Am Freitag, 27.06.08 machten wir (20 Kinder und 3 Betreuer) uns in Fahrgemeinschaften auf die Fahrt nach Pullmann City. Dort angekommen mußten wir erst einmal unser Gepäck gefühlte 10 Kilometer zu den von uns gemieteten Zelten, den sogenannten A-Tents schleppen.Dann beeilten wir uns, um die große American History Show in der Main-Street von Pullmann zu sehen. In dieser Show wird ein Streifzug durch die Geschichte Amerikas z.B.mit Indianer, Pferden, Siedler, Cowboys, Soldaten der Süd-und Nordstaaten, usw. dargestellt. Besonders beeindruckt waren wir von den Kostümen, den Reitkünsten der Darsteller, dem lustigen kleinen Marshall Big Joe und dem Indianer Hunting Wolf mit seinen Bisons. Nach der Show erkundeten wir den Rest von Pullmann City. Das absolute Highlight waren das Goldwaschen und der kostenlose Autoscooter. Beim Goldwaschen standen unsere Kinder wirklich stundenlang im Wasser und wuschen ihre Schätze wie die alten Goldgräber aus dem nicht gerade warmen Wasser aus und jeder gefundene Stein wurde fachmännisch begutachtet und in die Schatztüten gelegt. Um 19.00 Uhr gings dann ab zu unserem Zeltplatz. Mit einem Schubkarren holten wir uns Feuerholz und machten ein Lagerfeuer und jeder grillte seine Grillwürstl mit einem Stecken über dem Feuer. Bis es ganz dunkel wurde, spazierten ein paar nochmal durch Pullmann oder versuchten sich mal wieder als Goldwäscher.
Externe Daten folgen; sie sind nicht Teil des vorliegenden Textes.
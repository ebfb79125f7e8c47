//! Args command - print the Tor command line

use super::LaunchArgs;
use crate::tor::api::PROGRAM_NAME;
use anyhow::Result;

/// Run the args command
pub fn run_args(args: &LaunchArgs) -> Result<()> {
    println!("{}", PROGRAM_NAME.to_string_lossy());
    for arg in args.tor_args()? {
        println!("{}", arg);
    }
    Ok(())
}
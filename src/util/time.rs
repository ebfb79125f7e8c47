//! Time utilities

/// Format duration as human-readable string
pub fn format_duration(secs: u64) -> String {
    if secs < 60 {
        format!("{}s", secs)
    } else if secs < 3600 {
        format!("{}m {}s", secs / 60, secs % 60)
    } else {
        format!("{}h {}m", secs / 3600, (secs % 3600) / 60)
    }
}
//! # GLIMMER Core
//!
//! The cursor trail simulation, with no notion of how it is drawn:
//! - Speed-driven spawning under a fixed population ceiling
//! - Tick-based lifetime with opacity derived from remaining life
//! - Gravity + friction integration
//! - O(n²) proximity pass (n is bounded by the ceiling)
//!
//! ## Tick Order
//!
//! ```text
//! pointer speed ──► spawn (if fast enough & room left)
//!        │
//!        ▼
//! previous pointer ← current pointer
//!        │
//!        ▼
//! integrate + age every particle ──► drop age <= 0
//!        │
//!        ▼
//! proximity links between survivors
//! ```
//!
//! ## Example
//!
//! ```rust
//! use glimmer_core::TrailSimulation;
//! use glimmer_shared::{TrailConfig, Vec2};
//!
//! let config = TrailConfig { seed: Some(1), ..TrailConfig::default() };
//! let mut sim = TrailSimulation::new(&config);
//!
//! sim.pointer_moved(Vec2::new(100.0, 100.0));
//! sim.tick();
//! sim.pointer_moved(Vec2::new(110.0, 100.0));
//! let stats = sim.tick();
//! assert_eq!(stats.spawned, 3);
//! ```

#![deny(missing_docs)]
#![deny(unsafe_code)]
#![deny(clippy::all)]
#![warn(clippy::pedantic)]
#![deny(clippy::perf)]

pub mod particle;
pub mod pointer;
pub mod proximity;
pub mod simulation;
pub mod spawn;

pub use particle::Particle;
pub use pointer::PointerTracker;
pub use proximity::{find_links, Link};
pub use simulation::{TickStats, TrailSimulation};
pub use spawn::Spawner;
Danach saßen wir zusammen am Lagerfeuer, grillten selbstgemachtes Steckerlbrot, lasen "nur ein bischen gruselige" Sagengeschichten vor und liesen es uns gutgehen. Zur großen Überraschung von Sonja gingen die ersten Kinder schon um 11.30 Uhr in ihre Zelte und um 02.00 Uhr schliefen alle tief und fest. Die ersten standen allerdings bereits um 5.30 Uhr schon wieder auf.
Bei einem wirklich reichhaltigen und guten Frühstücksbuffett im "Scarlett" wurden auch die Letzten wieder munter. Nun mußten wir unsere Sachen packen, da unsere Nachfolger schon vor den Zelten standen. Wir schleppten mal wieder alles zur Rezeption, wo wir unser Gepäck freundlicherweise bis zum Mittag deponieren durften. Drei unserer Mädels wollten noch Ponyreiten und wurden von Sonja, Judith und Kerstin eine Viertelstunde durch Pullmann geführt (kleine Anmerkung: Sonja ist nicht der große Pferdeliebhaber, aber was macht man nicht alles für seine Kinderturner ;-) ). Die letzte Stunde verbrachten wir hauptsächlich beim Autoscooter, denn wo gibts den sowas schon kostenlos und langsam machte sich doch die Müdigkeit bemerkbar. Um 13.00 Uhr wurden die Kinder von Ihren Eltern wieder abgeholt.
P.S. Es war ein sehr schöner Ausflug und ich möchte besonders anmerken, dass es bei keinem der 20 Kinder auch nur einmal einen Grund gegeben hat etwas zu sagen. Deshalb ist es immer wieder schön mit "meinen" Kindern etwas zu unternehmen.